Let’s explore how humans are impacting these vital ecosystem services, what those impacts mean for human safety, food security and health, and what we can do to reduce the impacts on our soils.

Types of Human Impacts on Soils

Erosion: One of the more common problems that arise when humans use soil resources is erosion. Erosion occurs when the typical structure of the soil breaks down, causing the top layers of soil to become easily moved. Once the soil structure is lost, wind and water can easily transport loose soil to new areas. Erosion is a natural process, but human impacts on soil structure from agriculture, forestry, and development have rapidly accelerated natural rates of erosion.

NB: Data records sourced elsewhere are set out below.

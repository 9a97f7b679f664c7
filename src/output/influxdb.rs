//! InfluxDB line protocol output formatter.

use crate::entity::DeviceEntity;
use crate::output::OutputFormatter;
use crate::property::Property;
use std::fmt;
use std::time::SystemTime;

/// Field value in InfluxDB line protocol
#[derive(Debug, Clone, Copy, PartialEq)]
pub enum FieldValue {
    Float(f64),
    Integer(i64),
}

impl fmt::Display for FieldValue {
    fn fmt(&self, f: &mut fmt::Formatter) -> fmt::Result {
        match self {
            FieldValue::Float(num) => write!(f, "{num}"),
            FieldValue::Integer(num) => write!(f, "{num}i"),
        }
    }
}

/// Escape commas, equals signs and spaces in tag values.
fn escape_tag(value: &str) -> String {
    let mut escaped = String::with_capacity(value.len());
    for c in value.chars() {
        if matches!(c, ',' | '=' | ' ') {
            escaped.push('\\');
        }
        escaped.push(c);
    }
    escaped
}

/// One line of InfluxDB line protocol with a single field.
#[derive(Debug)]
pub struct DataPoint<'a> {
    pub measurement: &'a str,
    pub tags: [(&'a str, String); 2],
    pub field: (&'a str, FieldValue),
    pub timestamp: Option<SystemTime>,
}

impl fmt::Display for DataPoint<'_> {
    fn fmt(&self, fmt: &mut fmt::Formatter) -> fmt::Result {
        write!(fmt, "{}", self.measurement)?;
        for (key, value) in &self.tags {
            write!(fmt, ",{key}={}", escape_tag(value))?;
        }
        write!(fmt, " {}={}", self.field.0, self.field.1)?;
        if let Some(time) = self.timestamp {
            // pre-epoch clocks are written as 0
            let nanos = time
                .duration_since(SystemTime::UNIX_EPOCH)
                .map(|d| d.as_nanos())
                .unwrap_or_default();
            write!(fmt, " {nanos}")?;
        }
        Ok(())
    }
}

/// InfluxDB line protocol formatter.
///
/// Each property change becomes one line, tagged with the entity id and the
/// device's display name:
///
/// ```text
/// tempodisk,id=BlueMaestroTempoDisk-aabbccddeeff,name=Cellar temperature=21.5 1700000000000000000
/// ```
///
/// Integer properties (battery) are written as integer fields.
pub struct InfluxDbFormatter {
    measurement_name: String,
}

impl InfluxDbFormatter {
    pub fn new(measurement_name: String) -> Self {
        Self { measurement_name }
    }

    fn field_value(property: &Property) -> Option<FieldValue> {
        let value = property.value()?;
        Some(if property.schema().is_integer() {
            FieldValue::Integer(value as i64)
        } else {
            FieldValue::Float(value)
        })
    }
}

impl OutputFormatter for InfluxDbFormatter {
    fn format(
        &self,
        device: &DeviceEntity,
        property: &Property,
        timestamp: SystemTime,
    ) -> Option<String> {
        let point = DataPoint {
            measurement: &self.measurement_name,
            tags: [("id", device.entity_id()), ("name", device.name().to_string())],
            field: (property.name().as_str(), Self::field_value(property)?),
            timestamp: Some(timestamp),
        };
        Some(point.to_string())
    }
}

Figure 9.2: Average annual soil erosion on cropland in the U.S. by wind and water. Image from URL:http://www.epa.gov/agriculture/images/erosmap.gif

Figure 9.2: Average annual soil erosion on cropland in the U.S. by wind and water.
Image from URL:http://www.epa.gov/agriculture/images/erosmap.gif

Soil erosion, particularly from wind, results in literally tons of topsoil loss from croplands in Montana every year.

Figure 9.3: Average annual erosion on cropland in Montana. Image from URL: http://www.mt.nrcs.usda.gov/technical/nri/nri2007/erosiongraph.html

Figure 9.3: Average annual erosion on cropland in Montana.
Image from URL: http://www.mt.nrcs.usda.gov/technical/nri/nri2007/erosiongraph.html

Compaction: Soil compaction occurs when a heavy weight on a soil surface causes the soil to compact and loose its pore space.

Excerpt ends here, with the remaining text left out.